Part of New Electronics' content during the past year has focused on the future for silicon manufacturing. There's good reason for this; it's becoming harder and harder for companies to design and manufacture chips at the leading edge.

Quite when the physical wall for cmos will be encountered is hard to determine; continuing innovations are pushing that day a bit further into the future. But there is a school of thought which says that 2020 might see the end of cmos scaling. Understandably, there's a lot of interest in what comes after cmos. One of the technology words of the year has been graphene; it's been hard to find a day when some more research on the so called 'wonder material' was not published. Graphene has all kinds of attractive properties that make people think it is the natural successor to silicon. But few, if any, people understand how graphene based electronics devices might be manufactured. In the meantime, the industry continues to be propelled by Moore's Law; 28nm devices are now being manufactured and companies at the leading edge are implementing designs on 20nm lines – IM Flash, for example, is sampling 20nm NAND parts early in 2012. But as the dimensions get ever smaller, the cost rises steeply.
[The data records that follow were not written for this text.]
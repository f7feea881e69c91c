//! 订单事件消费者
//!
//! 订阅订单事件并输出日志，档位由命令行选择。

use std::process::ExitCode;

use clap::Parser;
use order_consumer::{OrderConsumer, cli::Cli};
use order_shared::{config::AppConfig, observability, shutdown::shutdown_channel};
use tracing::{error, info};

const SERVICE_NAME: &str = "order-consumer";

#[tokio::main]
async fn main() -> ExitCode {
    let cli = Cli::parse();

    match run(cli).await {
        Ok(()) => ExitCode::SUCCESS,
        Err(e) => {
            error!(error = %format!("{e:#}"), "{SERVICE_NAME} 启动或运行失败");
            eprintln!("{SERVICE_NAME} failed: {e:#}");
            ExitCode::FAILURE
        }
    }
}

async fn run(cli: Cli) -> anyhow::Result<()> {
    let config = AppConfig::load(SERVICE_NAME)?;
    let guard = observability::init(&config.service_name, &config.observability).await?;

    let profile = cli.consumer_profile();
    info!(
        brokers = %config.kafka.brokers,
        consumer = %profile.label,
        group_id = %profile.group_id,
        metrics = guard.metrics_enabled(),
        "Starting {SERVICE_NAME}..."
    );

    let consumer = OrderConsumer::new(&config.kafka, profile)?;
    consumer.run(shutdown_channel()).await?;
    Ok(())
}
//! 日志初始化
//!
//! 基于 tracing-subscriber 构建日志管道，支持人类可读和 JSON 两种输出。

use anyhow::Result;
use tracing_subscriber::{
    EnvFilter, Layer,
    fmt::{self, format::FmtSpan},
    layer::SubscriberExt,
    util::SubscriberInitExt,
};

use crate::config::ObservabilityConfig;

/// 构建环境过滤器
///
/// `RUST_LOG` 优先，其次是配置中的日志级别，都无效时回退到 info。
pub fn env_filter(config: &ObservabilityConfig) -> EnvFilter {
    EnvFilter::try_from_default_env()
        .or_else(|_| EnvFilter::try_new(&config.log_level))
        .unwrap_or_else(|_| EnvFilter::new("info"))
}

/// 初始化全局日志订阅者
///
/// 重复初始化会返回错误，测试中可以忽略该错误。
pub fn init(config: &ObservabilityConfig) -> Result<()> {
    let fmt_layer = if config.json_logs() {
        fmt::layer()
            .json()
            .with_span_events(FmtSpan::CLOSE)
            .with_target(true)
            .with_thread_ids(true)
            .boxed()
    } else {
        fmt::layer()
            .with_target(true)
            .with_thread_ids(false)
            .with_ansi(true)
            .boxed()
    };

    tracing_subscriber::registry()
        .with(env_filter(config))
        .with(fmt_layer)
        .try_init()?;

    Ok(())
}

#[cfg(test)]
mod tests {
    use super::*;

    #[test]
    fn test_invalid_level_falls_back() {
        let config = ObservabilityConfig {
            log_level: "not a [valid filter".to_string(),
            ..Default::default()
        };
        // 无效的过滤表达式不会 panic
        let _ = env_filter(&config);
    }
}
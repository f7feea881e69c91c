//! 应用状态定义

use std::sync::Arc;

use crate::publisher::EventPublisher;

/// Axum 应用共享状态
#[derive(Clone)]
pub struct AppState {
    pub publisher: Arc<dyn EventPublisher>,
}

impl AppState {
    pub fn new(publisher: Arc<dyn EventPublisher>) -> Self {
        Self { publisher }
    }
}
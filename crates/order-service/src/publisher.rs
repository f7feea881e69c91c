//! 订单事件发布
//!
//! HTTP 层依赖 `EventPublisher` 抽象而非具体的 Kafka 生产者，便于 mock 测试。

use async_trait::async_trait;
use order_shared::error::OrderError;
use order_shared::events::OrderEvent;
use order_shared::kafka::{KafkaProducer, topics};

/// 投递确认：消息落在的分区和位点
#[derive(Debug, Clone, Copy, PartialEq, Eq)]
pub struct Delivery {
    pub partition: i32,
    pub offset: i64,
}

#[cfg_attr(test, mockall::automock)]
#[async_trait]
pub trait EventPublisher: Send + Sync {
    /// 发布一条订单事件，等待 broker 确认后返回
    async fn publish(&self, event: &OrderEvent) -> Result<Delivery, OrderError>;
}

#[async_trait]
impl EventPublisher for KafkaProducer {
    async fn publish(&self, event: &OrderEvent) -> Result<Delivery, OrderError> {
        let key = event.message_key();
        let (partition, offset) = self
            .send_json(topics::ORDER_EVENTS, key.as_deref(), event)
            .await?;
        Ok(Delivery { partition, offset })
    }
}
//! Kafka 辅助工具
//!
//! 在测试进程内启动若干消费者，收集指定时间窗口内收到的订单号。

use std::sync::{Arc, Mutex};
use std::time::Duration;

use anyhow::Result;
use order_shared::config::KafkaConfig;
use order_shared::events::OrderEvent;
use order_shared::kafka::{KafkaConsumer, KafkaProducer, topics};
use serde_json::Value;
use tokio::sync::watch;
use tokio::task::JoinHandle;

pub fn kafka_config(brokers: &str) -> KafkaConfig {
    KafkaConfig {
        brokers: brokers.to_string(),
        client_id: "order-events-e2e".to_string(),
        ..Default::default()
    }
}

/// 发布一批订单事件，订单号为 `{prefix}-{i}`
pub async fn publish_orders(brokers: &str, prefix: &str, count: usize) -> Result<Vec<String>> {
    let producer = KafkaProducer::new(&kafka_config(brokers))?;
    let mut ids = Vec::with_capacity(count);

    for i in 0..count {
        let order_id = format!("{prefix}-{i}");
        let event = OrderEvent::new(order_id.as_str(), "e2e@example.com", i);
        producer
            .send_json(topics::ORDER_EVENTS, Some(order_id.as_str()), &event)
            .await?;
        ids.push(order_id);
    }

    Ok(ids)
}

/// 一个在后台运行的消费者，收集带指定前缀的订单号
pub struct CollectingConsumer {
    received: Arc<Mutex<Vec<String>>>,
    handle: JoinHandle<()>,
}

impl CollectingConsumer {
    pub fn spawn(
        brokers: &str,
        group_id: &str,
        prefix: &str,
        shutdown: watch::Receiver<bool>,
    ) -> Result<Self> {
        let consumer = KafkaConsumer::new(&kafka_config(brokers), group_id)?;
        consumer.subscribe(&[topics::ORDER_EVENTS])?;

        let received = Arc::new(Mutex::new(Vec::new()));
        let sink = received.clone();
        let prefix = prefix.to_string();

        let handle = tokio::spawn(async move {
            consumer
                .start(shutdown, |msg| {
                    let sink = sink.clone();
                    let prefix = prefix.clone();
                    async move {
                        let event: OrderEvent = msg.deserialize_payload()?;
                        if let Some(Value::String(id)) = event.order_id
                            && id.starts_with(&prefix)
                        {
                            sink.lock().expect("结果锁中毒").push(id);
                        }
                        Ok(())
                    }
                })
                .await;
        });

        Ok(Self { received, handle })
    }

    /// 等待消费循环退出并返回收到的订单号
    pub async fn finish(self) -> Vec<String> {
        let _ = self.handle.await;
        let received = self.received.lock().expect("结果锁中毒");
        received.clone()
    }
}

/// 在 `window` 之后广播关闭
pub fn close_after(window: Duration) -> watch::Receiver<bool> {
    let (tx, rx) = watch::channel(false);
    tokio::spawn(async move {
        tokio::time::sleep(window).await;
        let _ = tx.send(true);
    });
    rx
}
Already, foundries like TSMC have concluded the only way to make these parts economically is to move to 450nm wafers. Another school of thought suggests the industry could stop scaling at, say, 14nm, maintaining cmos production and allowing Moore's Law to be satisfied by moving in the Z direction. Is that likely? Probably not; engineers are always intrigued by what's 'out there' and what better way to move the industry forward than by exploring the world of quasiparticles, excitons, superposition and other quantum concepts opened by materials such as graphene?